Sometimes it almost seemed like George was playing games with me.  For instance, when attempting to grade his students’ homework, I repeatedly asked him to give me a copy of the printed notes he gave his students. With those notes, I could direct students to specific information explaining their errors.  The notes weren’t George’s own intellectual property; he said he had downloaded them from somewhere online.  Why on earth would he not just give me a copy of the notes, so that I could help his students learn?  I have no idea.  But he never did.

All in all, it was quite an experience.  I vaguely intended to compose draft blog posts that would raise such matters piecemeal.  I don’t know what would have emerged from my anticipated attempt to discuss those drafts with George.  I did hope it would be possible to arrive at a truthful but relatively moderate formulation, with some attempts to repair the damage on his part.  But at the point of his demise, none of that had transpired, and I was left with the stark and unsettling impressions related here.
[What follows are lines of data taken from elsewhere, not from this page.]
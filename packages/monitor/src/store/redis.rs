//! Redis store backend.
//!
//! Layout under a configurable key prefix `P`:
//! - `P:subscriber:{id}`: hash with the subscriber record fields
//! - `P:wallets`: hash address -> subscriber id (uniqueness index)
//! - `P:ledger`: hash `{tx_hash}:{subscriber}` -> JSON [`LedgerEntry`]
//! - `P:cursor`: last fully processed block height
//!
//! Address binds and releases run as Lua scripts so the subscriber record and
//! the uniqueness index always change together.

use std::collections::HashMap;
use std::str::FromStr;

use alloy::primitives::{Address, TxHash};
use async_trait::async_trait;
use chrono::{DateTime, Utc};
use redis::aio::MultiplexedConnection;
use redis::{AsyncCommands, Script};
use tracing::info;

use super::{
    BindOutcome, CursorStore, LedgerEntry, NotificationLedger, StoreError, Subscriber,
    SubscriberId, SubscriberStore,
};
use crate::matcher::canonical_address;

/// Default key prefix
pub const DEFAULT_PREFIX: &str = "walletwatch";

const FIELD_DISPLAY_NAME: &str = "display_name";
const FIELD_WALLET: &str = "wallet_address";
const FIELD_LAST_CHECKED: &str = "last_checked_block";
const FIELD_GATED: &str = "is_gated_member";
const FIELD_REGISTERED_AT: &str = "registered_at";

// KEYS[1] subscriber hash, KEYS[2] wallets index
// ARGV[1] subscriber id, ARGV[2] address, ARGV[3] registration time
const BIND_SCRIPT: &str = r#"
local owner = redis.call('HGET', KEYS[2], ARGV[2])
if owner and owner ~= ARGV[1] then
  return {'taken', owner}
end
local previous = redis.call('HGET', KEYS[1], 'wallet_address')
if previous and previous ~= ARGV[2] then
  redis.call('HDEL', KEYS[2], previous)
end
redis.call('HSETNX', KEYS[1], 'display_name', '')
redis.call('HSETNX', KEYS[1], 'last_checked_block', '0')
redis.call('HSETNX', KEYS[1], 'is_gated_member', '0')
redis.call('HSETNX', KEYS[1], 'registered_at', ARGV[3])
redis.call('HSET', KEYS[1], 'wallet_address', ARGV[2])
redis.call('HSET', KEYS[2], ARGV[2], ARGV[1])
if previous then
  return {'bound', previous}
end
return {'bound', ''}
"#;

// KEYS[1] subscriber hash, KEYS[2] wallets index
const CLEAR_SCRIPT: &str = r#"
local previous = redis.call('HGET', KEYS[1], 'wallet_address')
if not previous then
  return ''
end
redis.call('HDEL', KEYS[1], 'wallet_address')
redis.call('HDEL', KEYS[2], previous)
return previous
"#;

/// Store backend on a Redis server
pub struct RedisStore {
    connection: MultiplexedConnection,
    prefix: String,
    bind_script: Script,
    clear_script: Script,
}

impl RedisStore {
    /// Create a store over an established multiplexed connection
    ///
    /// # Arguments
    /// * `connection` - An established Redis multiplexed connection
    /// * `prefix` - Namespace for every key this store touches
    pub fn new(connection: MultiplexedConnection, prefix: impl Into<String>) -> Self {
        Self {
            connection,
            prefix: prefix.into(),
            bind_script: Script::new(BIND_SCRIPT),
            clear_script: Script::new(CLEAR_SCRIPT),
        }
    }

    /// Open a connection to `url` and build a store on it
    pub async fn connect(url: &str, prefix: impl Into<String>) -> Result<Self, StoreError> {
        let client = redis::Client::open(url)?;
        let connection = client.get_multiplexed_async_connection().await?;
        let prefix = prefix.into();
        info!(prefix = %prefix, "connected to Redis store");
        Ok(Self::new(connection, prefix))
    }

    /// Get the key prefix
    pub fn prefix(&self) -> &str {
        &self.prefix
    }

    fn subscriber_key(&self, id: SubscriberId) -> String {
        subscriber_key(&self.prefix, id)
    }

    fn wallets_key(&self) -> String {
        format!("{}:wallets", self.prefix)
    }

    fn ledger_key(&self) -> String {
        format!("{}:ledger", self.prefix)
    }

    fn cursor_key(&self) -> String {
        format!("{}:cursor", self.prefix)
    }
}

/// Key of a subscriber's record hash
pub fn subscriber_key(prefix: &str, id: SubscriberId) -> String {
    format!("{}:subscriber:{}", prefix, id)
}

/// Field name of a (transaction, subscriber) pair inside the ledger hash
pub fn ledger_field(tx_hash: TxHash, subscriber: SubscriberId) -> String {
    format!("{:#x}:{}", tx_hash, subscriber)
}

fn parse_address(raw: &str) -> Result<Address, StoreError> {
    Address::from_str(raw).map_err(|e| StoreError::Corrupt(format!("address '{}': {}", raw, e)))
}

fn parse_subscriber_id(raw: &str) -> Result<SubscriberId, StoreError> {
    raw.parse()
        .map_err(|_| StoreError::Corrupt(format!("subscriber id '{}'", raw)))
}

/// Rebuild a [`Subscriber`] from its record hash
pub fn subscriber_from_fields(
    id: SubscriberId,
    fields: &HashMap<String, String>,
) -> Result<Subscriber, StoreError> {
    let wallet_address = match fields.get(FIELD_WALLET).map(String::as_str) {
        None | Some("") => None,
        Some(raw) => Some(parse_address(raw)?),
    };

    let last_checked_block = match fields.get(FIELD_LAST_CHECKED) {
        Some(raw) => raw
            .parse()
            .map_err(|_| StoreError::Corrupt(format!("last_checked_block '{}'", raw)))?,
        None => 0,
    };

    let registered_at = match fields.get(FIELD_REGISTERED_AT) {
        Some(raw) => DateTime::parse_from_rfc3339(raw)
            .map_err(|e| StoreError::Corrupt(format!("registered_at '{}': {}", raw, e)))?
            .with_timezone(&Utc),
        None => return Err(StoreError::Corrupt(format!("subscriber {} has no registered_at", id))),
    };

    Ok(Subscriber {
        id,
        display_name: fields.get(FIELD_DISPLAY_NAME).cloned().unwrap_or_default(),
        wallet_address,
        last_checked_block,
        is_gated_member: fields.get(FIELD_GATED).is_some_and(|v| v == "1"),
        registered_at,
    })
}

/// Interpret the reply of the bind script
pub fn bind_outcome_from_reply(reply: &[String]) -> Result<BindOutcome, StoreError> {
    match reply {
        [tag, owner] if tag == "taken" => Ok(BindOutcome::Taken {
            owner: parse_subscriber_id(owner)?,
        }),
        [tag, previous] if tag == "bound" => {
            let previous = if previous.is_empty() {
                None
            } else {
                Some(parse_address(previous)?)
            };
            Ok(BindOutcome::Bound { previous })
        }
        other => Err(StoreError::Corrupt(format!("unexpected bind reply {:?}", other))),
    }
}

#[async_trait]
impl SubscriberStore for RedisStore {
    async fn ensure_subscriber(
        &self,
        id: SubscriberId,
        display_name: &str,
    ) -> Result<Subscriber, StoreError> {
        let key = self.subscriber_key(id);
        let mut conn = self.connection.clone();

        let _: () = redis::pipe()
            .atomic()
            .hset_nx(&key, FIELD_REGISTERED_AT, Utc::now().to_rfc3339())
            .ignore()
            .hset_nx(&key, FIELD_LAST_CHECKED, "0")
            .ignore()
            .hset_nx(&key, FIELD_GATED, "0")
            .ignore()
            .hset(&key, FIELD_DISPLAY_NAME, display_name)
            .ignore()
            .query_async(&mut conn)
            .await?;

        let fields: HashMap<String, String> = conn.hgetall(&key).await?;
        subscriber_from_fields(id, &fields)
    }

    async fn get_subscriber(&self, id: SubscriberId) -> Result<Option<Subscriber>, StoreError> {
        let mut conn = self.connection.clone();
        let fields: HashMap<String, String> = conn.hgetall(self.subscriber_key(id)).await?;
        if fields.is_empty() {
            return Ok(None);
        }
        subscriber_from_fields(id, &fields).map(Some)
    }

    async fn bind_address(
        &self,
        id: SubscriberId,
        address: Address,
    ) -> Result<BindOutcome, StoreError> {
        let mut conn = self.connection.clone();
        let reply: Vec<String> = self
            .bind_script
            .key(self.subscriber_key(id))
            .key(self.wallets_key())
            .arg(id)
            .arg(canonical_address(&address))
            .arg(Utc::now().to_rfc3339())
            .invoke_async(&mut conn)
            .await?;
        bind_outcome_from_reply(&reply)
    }

    async fn clear_address(&self, id: SubscriberId) -> Result<Option<Address>, StoreError> {
        let mut conn = self.connection.clone();
        let previous: String = self
            .clear_script
            .key(self.subscriber_key(id))
            .key(self.wallets_key())
            .invoke_async(&mut conn)
            .await?;
        if previous.is_empty() {
            return Ok(None);
        }
        parse_address(&previous).map(Some)
    }

    async fn bound_addresses(&self) -> Result<Vec<(Address, SubscriberId)>, StoreError> {
        let mut conn = self.connection.clone();
        let wallets: HashMap<String, String> = conn.hgetall(self.wallets_key()).await?;
        wallets
            .iter()
            .map(|(address, id)| Ok((parse_address(address)?, parse_subscriber_id(id)?)))
            .collect()
    }

    async fn set_gate_flag(&self, id: SubscriberId, is_member: bool) -> Result<(), StoreError> {
        let key = self.subscriber_key(id);
        let mut conn = self.connection.clone();
        let exists: bool = conn.exists(&key).await?;
        if exists {
            let flag = if is_member { "1" } else { "0" };
            conn.hset::<_, _, _, ()>(&key, FIELD_GATED, flag).await?;
        }
        Ok(())
    }
}

#[async_trait]
impl NotificationLedger for RedisStore {
    async fn is_recorded(
        &self,
        tx_hash: TxHash,
        subscriber: SubscriberId,
    ) -> Result<bool, StoreError> {
        let mut conn = self.connection.clone();
        let recorded: bool = conn
            .hexists(self.ledger_key(), ledger_field(tx_hash, subscriber))
            .await?;
        Ok(recorded)
    }

    async fn record(&self, entry: &LedgerEntry) -> Result<bool, StoreError> {
        let json = serde_json::to_string(entry)?;
        let mut conn = self.connection.clone();
        let inserted: bool = conn
            .hset_nx(
                self.ledger_key(),
                ledger_field(entry.tx_hash, entry.subscriber),
                json,
            )
            .await?;
        Ok(inserted)
    }
}

#[async_trait]
impl CursorStore for RedisStore {
    async fn load_cursor(&self) -> Result<Option<u64>, StoreError> {
        let mut conn = self.connection.clone();
        let cursor: Option<u64> = conn.get(self.cursor_key()).await?;
        Ok(cursor)
    }

    async fn save_cursor(&self, height: u64) -> Result<(), StoreError> {
        let mut conn = self.connection.clone();
        conn.set::<_, _, ()>(self.cursor_key(), height).await?;
        Ok(())
    }
}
On that basis, it seems to have been a case of swimming with the sharks.  For all his aw-shucks manner, George was willing enough to behave like a cutthroat academic, and he seemed to think that key peers did likewise.  He really should have made determined efforts to find or create something better.  He failed to do that, and as a result it seems he almost literally dug his own grave.

From this perspective, I could not entirely blame George for helping to make the place intolerable for me:  others had made it intolerable for him.  I would see him talking with a certain dean, and would wonder what they might say about me; I would see him with the chief computer guy, and wonder whether they were reading my email.  I would wonder why such people would sometimes respond to my smile and greeting with a grimace or a look in another direction.  These were questions for me because, in that place, he had similar questions of his own:  despite the smiles, he could not be too sure what key others might have been saying, doing, and thinking behind his back.  It’s not so much that such things definitely were happening; it’s that they may have been, that there were no reliable integrity checks.  George’s sin in that regard was one of omission – of, that is, the collaboration that would permit such an environment to fester, that would accept many evils for the sake of that paycheck.

Again, I don’t say these things to slight George.  He’s gone.  I say them to warn other academics, especially but not only in research universities.  Tomorrow and tomorrow and tomorrow . . . and eventually you run out of tomorrows, and it is finally Today.  If you do not work to create a good learning environment, you will pay.  You will probably not keel over in the hallway on a Thursday, though as we see that is not beyond possibility.  But you will pay in other ways.  I am sorry for the environment that you will experience.  Unfortunately, change agents within the gulag are few and endangered.  The question George Denny poses is whether you will ameliorate or exacerbate that sad reality.